Et on se présente, et "que faites-vous dans la vie ?" et "pourquoi étudiez-vous le français ?"... Sauf que, là, on a eu un grain de sable dans le sablier... L'une (japonaise) demande à l'autre (japonaise aussi) : "où habitez-vous ?", l'autre après avoir écarquillé les yeux plusieurs fois lui dit : "Tokyo"... la première ne se démontant pas (jeune, dynamique, arrivant de Nice, où elle avait suivi une formation très intensive de français) : "mais où à Tokyo ? dans quel quartier ?". C'est là où Mayu s'est défaite... elle a regardé dans le vague, a plusieurs fois froncé les sourcils... impossible de retrouver... où...
La petite (en fait, assez grande) Japonaise, ne comprenant pas bien, insiste, lui donne la liste des quartiers de Tokyo, l'autre pas paniquée s'interroge en direct, non... je ne me souviens plus où j'habite à Tokyo... Je sens un malaise, je demande à Satoko (la plus jeune) de nous dessiner un plan de Tokyo, de nous situer les différents quartiers, l'autre va pouvoir se repérer...
Rien n'y a fait, elle était dans le vague... je leur dis de se parler en japonais, et Satoko me confirme, par traduction, que Mayu a oublié où elle habitait.
Je continue, comme si de rien n'était, Sophia, la Chinoise, qui depuis le début du cours ne s'est nullement démontée, a répondu à toutes les questions, a montré un enthousiasme à toute épreuve... et continue à regarder avec gentillesse et attendrissement Mayu...
Je pose une question : "quel temps fera-t-il cette semaine ?" ou quelque chose d'approchant... et voilà que Satoko fond en larmes... et elle continuera à pleurer pendant les deux heures qui ont suivi... Je ne pouvais plus rien dire, plus rien demander, elle pleurait... à grosses larmes.
A la fin... on a mis Mayu en cours particulier (en fait, on la connaissait déjà à l'école, on avait voulu essayer une fois encore de l'intégrer dans un groupe... sans succès), le lendemain le "groupe" n'aurait plus cet élément perturbateur...
Ce qui m'a étonnée, c'est la réaction de Sophia, si attentive et participative pendant tout le cours quelles qu'aient été les perturbations... Elle a explosé à la fin, quand tout le monde est parti : "Mais qu'est-ce qu'elles ont ces Japonaises à pleurer tout le temps ? je ne comprends pas ça.

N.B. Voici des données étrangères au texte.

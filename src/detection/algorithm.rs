//! Hash algorithm identifiers and digest values.

use crate::core::error::{Error, Result};
use serde::{Deserialize, Serialize};
use std::collections::BTreeMap;

/// A hash algorithm supported by the engine.
#[derive(Debug, Clone, Copy, PartialEq, Eq, PartialOrd, Ord, Hash, Serialize, Deserialize)]
#[serde(rename_all = "lowercase")]
pub enum HashAlgorithm {
    /// MD5 (16-byte digest)
    Md5,
    /// SHA-1 (20-byte digest)
    Sha1,
    /// SHA-256 (32-byte digest)
    Sha256,
    /// SHA-512 (64-byte digest)
    Sha512,
}

impl HashAlgorithm {
    /// All supported algorithms, in lookup order.
    pub const ALL: [HashAlgorithm; 4] = [
        HashAlgorithm::Md5,
        HashAlgorithm::Sha1,
        HashAlgorithm::Sha256,
        HashAlgorithm::Sha512,
    ];

    /// Length of a digest produced by this algorithm, in bytes.
    pub fn digest_len(&self) -> usize {
        match self {
            HashAlgorithm::Md5 => 16,
            HashAlgorithm::Sha1 => 20,
            HashAlgorithm::Sha256 => 32,
            HashAlgorithm::Sha512 => 64,
        }
    }

    /// Infer the algorithm from a raw digest length.
    pub fn from_digest_len(len: usize) -> Option<Self> {
        Self::ALL.into_iter().find(|alg| alg.digest_len() == len)
    }

    /// Get the canonical lowercase name.
    pub fn as_str(&self) -> &'static str {
        match self {
            HashAlgorithm::Md5 => "md5",
            HashAlgorithm::Sha1 => "sha1",
            HashAlgorithm::Sha256 => "sha256",
            HashAlgorithm::Sha512 => "sha512",
        }
    }

    /// Parse from string.
    pub fn parse(s: &str) -> Result<Self> {
        match s.trim().to_lowercase().as_str() {
            "md5" => Ok(HashAlgorithm::Md5),
            "sha1" | "sha-1" => Ok(HashAlgorithm::Sha1),
            "sha256" | "sha-256" => Ok(HashAlgorithm::Sha256),
            "sha512" | "sha-512" => Ok(HashAlgorithm::Sha512),
            other => Err(Error::UnsupportedAlgorithm(other.to_string())),
        }
    }
}

impl std::str::FromStr for HashAlgorithm {
    type Err = Error;

    fn from_str(s: &str) -> Result<Self> {
        Self::parse(s)
    }
}

impl std::fmt::Display for HashAlgorithm {
    fn fmt(&self, f: &mut std::fmt::Formatter<'_>) -> std::fmt::Result {
        match self {
            HashAlgorithm::Md5 => write!(f, "MD5"),
            HashAlgorithm::Sha1 => write!(f, "SHA-1"),
            HashAlgorithm::Sha256 => write!(f, "SHA-256"),
            HashAlgorithm::Sha512 => write!(f, "SHA-512"),
        }
    }
}

/// A computed or known digest, tagged with the algorithm that produced it.
#[derive(Debug, Clone, PartialEq, Eq, Hash, PartialOrd, Ord, Serialize, Deserialize)]
#[serde(try_from = "RawDigest")]
pub struct Digest {
    algorithm: HashAlgorithm,
    #[serde(with = "hex::serde")]
    bytes: Vec<u8>,
}

impl Digest {
    /// Create a digest, checking the length against the algorithm.
    pub fn new(algorithm: HashAlgorithm, bytes: impl Into<Vec<u8>>) -> Result<Self> {
        let bytes = bytes.into();
        if bytes.len() != algorithm.digest_len() {
            return Err(Error::invalid_signature(
                hex::encode(&bytes),
                format!(
                    "{} digests are {} bytes, got {}",
                    algorithm,
                    algorithm.digest_len(),
                    bytes.len()
                ),
            ));
        }
        Ok(Self { algorithm, bytes })
    }

    /// Parse a hex digest for an explicit algorithm.
    pub fn from_hex(algorithm: HashAlgorithm, hex_str: &str) -> Result<Self> {
        let bytes = decode_hex(hex_str)?;
        Self::new(algorithm, bytes)
    }

    /// Parse a hex digest, inferring the algorithm from its length.
    pub fn infer_from_hex(hex_str: &str) -> Result<Self> {
        let bytes = decode_hex(hex_str)?;
        let algorithm = HashAlgorithm::from_digest_len(bytes.len()).ok_or_else(|| {
            Error::invalid_signature(
                hex_str.trim(),
                format!(
                    "{} hex characters does not match any known digest length",
                    hex_str.trim().len()
                ),
            )
        })?;
        Ok(Self { algorithm, bytes })
    }

    pub(crate) fn from_raw(algorithm: HashAlgorithm, bytes: Vec<u8>) -> Self {
        debug_assert_eq!(bytes.len(), algorithm.digest_len());
        Self { algorithm, bytes }
    }

    pub fn algorithm(&self) -> HashAlgorithm {
        self.algorithm
    }

    pub fn as_bytes(&self) -> &[u8] {
        &self.bytes
    }

    /// Lowercase hex encoding.
    pub fn to_hex(&self) -> String {
        hex::encode(&self.bytes)
    }
}

#[derive(Deserialize)]
struct RawDigest {
    algorithm: HashAlgorithm,
    #[serde(with = "hex::serde")]
    bytes: Vec<u8>,
}

impl TryFrom<RawDigest> for Digest {
    type Error = Error;

    fn try_from(raw: RawDigest) -> Result<Self> {
        Digest::new(raw.algorithm, raw.bytes)
    }
}

impl std::fmt::Display for Digest {
    fn fmt(&self, f: &mut std::fmt::Formatter<'_>) -> std::fmt::Result {
        write!(f, "{}:{}", self.algorithm.as_str(), self.to_hex())
    }
}

fn decode_hex(hex_str: &str) -> Result<Vec<u8>> {
    let trimmed = hex_str.trim();
    if trimmed.is_empty() {
        return Err(Error::invalid_signature(trimmed, "empty digest"));
    }
    hex::decode(trimmed)
        .map_err(|e| Error::invalid_signature(trimmed, format!("not a hex digest: {}", e)))
}

/// Digests produced by one pass over an input.
#[derive(Debug, Clone, Default, PartialEq, Eq, Serialize, Deserialize)]
pub struct DigestSet {
    digests: BTreeMap<HashAlgorithm, Digest>,
    /// Number of bytes consumed from the input
    pub bytes_read: u64,
}

impl DigestSet {
    pub(crate) fn new(bytes_read: u64) -> Self {
        Self {
            digests: BTreeMap::new(),
            bytes_read,
        }
    }

    pub(crate) fn insert(&mut self, digest: Digest) {
        self.digests.insert(digest.algorithm(), digest);
    }

    /// Get the digest for an algorithm, if it was computed.
    pub fn get(&self, algorithm: HashAlgorithm) -> Option<&Digest> {
        self.digests.get(&algorithm)
    }

    /// Iterate digests in algorithm order.
    pub fn iter(&self) -> impl Iterator<Item = &Digest> {
        self.digests.values()
    }

    pub fn len(&self) -> usize {
        self.digests.len()
    }

    pub fn is_empty(&self) -> bool {
        self.digests.is_empty()
    }
}
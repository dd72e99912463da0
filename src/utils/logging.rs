//! Logging setup.
//!
//! Everything goes to stderr so that `--format json` output on stdout stays
//! machine-readable. `RANSOM_SENTRY_LOG` accepts an env_logger filter string
//! and overrides the configured level.

use crate::core::config::Config;
use chrono::Local;
use env_logger::Builder;
use log::{Level, LevelFilter};
use std::io::{IsTerminal, Write};

/// Environment variable holding an optional filter override.
pub const LOG_ENV: &str = "RANSOM_SENTRY_LOG";

/// How log lines are rendered.
#[derive(Debug, Clone, Copy, PartialEq, Eq)]
pub struct LogConfig {
    pub level: LevelFilter,
    /// Prefix lines with a local timestamp
    pub timestamps: bool,
    /// Include the emitting module
    pub module_path: bool,
    /// Color the level tag
    pub color: bool,
}

impl Default for LogConfig {
    fn default() -> Self {
        Self {
            level: LevelFilter::Info,
            timestamps: true,
            module_path: false,
            color: std::io::stderr().is_terminal(),
        }
    }
}

impl LogConfig {
    /// Derive settings from the `[logging]` section.
    pub fn from_config(config: &Config) -> Self {
        let level = parse_level(&config.logging.log_level).unwrap_or(LevelFilter::Info);
        Self {
            level,
            module_path: level >= LevelFilter::Debug,
            ..Self::default()
        }
    }

    /// Debug output with module paths, for `--verbose`.
    pub fn verbose() -> Self {
        Self {
            level: LevelFilter::Debug,
            module_path: true,
            ..Self::default()
        }
    }

    /// Errors only, without timestamps.
    pub fn quiet() -> Self {
        Self {
            level: LevelFilter::Error,
            timestamps: false,
            ..Self::default()
        }
    }
}

/// Parse a level name as used in the config file.
pub fn parse_level(level: &str) -> Option<LevelFilter> {
    match level.trim().to_lowercase().as_str() {
        "off" => Some(LevelFilter::Off),
        "trace" => Some(LevelFilter::Trace),
        "debug" => Some(LevelFilter::Debug),
        "info" => Some(LevelFilter::Info),
        "warn" | "warning" => Some(LevelFilter::Warn),
        "error" => Some(LevelFilter::Error),
        _ => None,
    }
}

/// Fixed-width level tag, optionally wrapped in ANSI color.
fn level_tag(level: Level, color: bool) -> String {
    let (name, code) = match level {
        Level::Error => ("ERROR", 31),
        Level::Warn => ("WARN ", 33),
        Level::Info => ("INFO ", 32),
        Level::Debug => ("DEBUG", 34),
        Level::Trace => ("TRACE", 35),
    };
    if color {
        format!("\x1b[{}m{}\x1b[0m", code, name)
    } else {
        name.to_string()
    }
}

/// Install the global logger. A second call is a no-op.
pub fn init_logging(config: LogConfig) {
    let mut builder = Builder::new();
    builder
        .filter_level(config.level)
        .target(env_logger::Target::Stderr);

    if let Ok(filters) = std::env::var(LOG_ENV) {
        builder.parse_filters(&filters);
    }

    builder.format(move |buf, record| {
        if config.timestamps {
            write!(buf, "{} ", Local::now().format("%Y-%m-%d %H:%M:%S"))?;
        }
        write!(buf, "[{}] ", level_tag(record.level(), config.color))?;
        if config.module_path {
            if let Some(module) = record.module_path() {
                write!(buf, "{}: ", module)?;
            }
        }
        writeln!(buf, "{}", record.args())
    });

    if builder.try_init().is_err() {
        return;
    }

    log::debug!("Logging initialized at {:?}", config.level);
}
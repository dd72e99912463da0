//! ransom-sentry: hash-signature ransomware detection
//!
//! This crate matches file content against a set of known-bad digests. It
//! streams input through several hash algorithms in one pass, looks each
//! digest up in an algorithm-partitioned signature store, and reports every
//! signature that fired.

pub mod core;
pub mod detection;
pub mod scanner;
pub mod ui;
pub mod utils;

// Re-export commonly used types
pub use crate::core::config::Config;
pub use crate::core::error::{Error, Result};
pub use crate::core::types::*;
pub use crate::detection::{HashAlgorithm, Scanner, Signature, SignatureStore};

Moi, si je perds la face, si j'ai honte, j'en profite pour progresser... Elles, elles n'arrêtent pas de pleurer" (elle avait été précédemment dans un groupe où une jeune Japonaise opérée de l'appendicite en France, et dépressive après ça... fondait régulièrement en larmes). "Je n'arrive pas à les comprendre, c'est incroyable d'être comme ça."
Sophia, une superwoman, une Kill Bill, elle m'étonne. Mayu, finalement, est aussi libre qu'elle. Celle qui n'a rien compris, trop déstabilisée... c'est Satoko : le monde devrait toujours nous rassurer en ressemblant à ce que nous voulons qu'il soit, se dit-elle...
Mais non Satoko, le monde n'est pas ainsi. Et, arrête de pleurer !
André Masson, parce que Sophia m'en a parlé, elle qui est proche de son petit fils, elle a visité les lieux où il a habité, a vu les tableaux qu'il a laissés, qui s'enthousiasme aussi pour cette création, elle s'enthousiasme... un point c'est tout.